Quantcast
Channel: Baeldung
Viewing all articles
Browse latest Browse all 4536

Using InfluxDB with Java

$
0
0

1. Overview

InfluxDB is a high-performance store for time-series data. It supports insertion and real-time querying of data via a SQL-like query language.

In this introductory article, we’ll demonstrate how to connect to an InfluxDb server, create a database, write time-series information, and then query the database.

2. Setup

To connect to the database, we’ll need to add an entry to our pom.xml file:

<dependency>
    <groupId>org.influxdb</groupId>
    <artifactId>influxdb-java</artifactId>
    <version>2.8</version>
</dependency>

The latest version of this dependency can be found on Maven Central.

We’ll also need an InfluxDB instance.

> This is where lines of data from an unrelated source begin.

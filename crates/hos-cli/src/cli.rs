//! Command-line argument definitions.

use std::path::PathBuf;

use chrono::NaiveDate;
use clap::{Args, Parser, Subcommand};

/// Driver's daily log viewer.
///
/// Reads a planned trip's duty-status events and shows each day as the
/// 24-hour, quarter-hour grid of a daily log sheet with its recap totals.
#[derive(Debug, Parser)]
#[command(name = "hos", version, about, long_about = None)]
pub struct Cli {
    /// Enable verbose output.
    #[arg(short, long, global = true)]
    pub verbose: bool,

    /// Path to config file.
    #[arg(short, long, global = true)]
    pub config: Option<PathBuf>,

    #[command(subcommand)]
    pub command: Option<Commands>,
}

/// Available subcommands.
#[derive(Debug, Subcommand)]
pub enum Commands {
    /// List the trip's daily sheets with their totals.
    Sheets {
        #[command(flatten)]
        trip: TripArg,

        /// Output as JSON.
        #[arg(long)]
        json: bool,
    },

    /// Show one daily log sheet.
    Show {
        #[command(flatten)]
        trip: TripArg,

        /// Sheet number, starting at 1.
        #[arg(long, conflicts_with = "date")]
        sheet: Option<usize>,

        /// Sheet date (YYYY-MM-DD).
        #[arg(long)]
        date: Option<NaiveDate>,

        /// Output as JSON.
        #[arg(long)]
        json: bool,
    },

    /// Step through sheets interactively, reading commands from stdin.
    ///
    /// Commands: n (next), p (prev), g <sheet>, d <date>, q (quit).
    Browse {
        #[command(flatten)]
        trip: TripArg,
    },

    /// Split a flat event list at midnight and group it into daily sheets.
    ///
    /// Prints a trip document with one sheet per UTC date.
    Assemble {
        /// JSON file containing an array of events.
        events: PathBuf,
    },
}

/// Trip document argument shared by sheet commands.
#[derive(Debug, Args)]
pub struct TripArg {
    /// Trip JSON file. Defaults to `trip_path` from the config.
    pub file: Option<PathBuf>,
}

Instructions for downloading and installing a database can be found on the InfluxData website.

3. Connecting to a Server

3.1. Creating a Connection

Creating a database connection requires passing a URL String and user credentials to a connection factory:

InfluxDB influxDB = InfluxDBFactory.connect(databaseURL, userName, password);

3.2. Verifying the Connection

Communications with the database are performed over a RESTful API, so they aren’t persistent.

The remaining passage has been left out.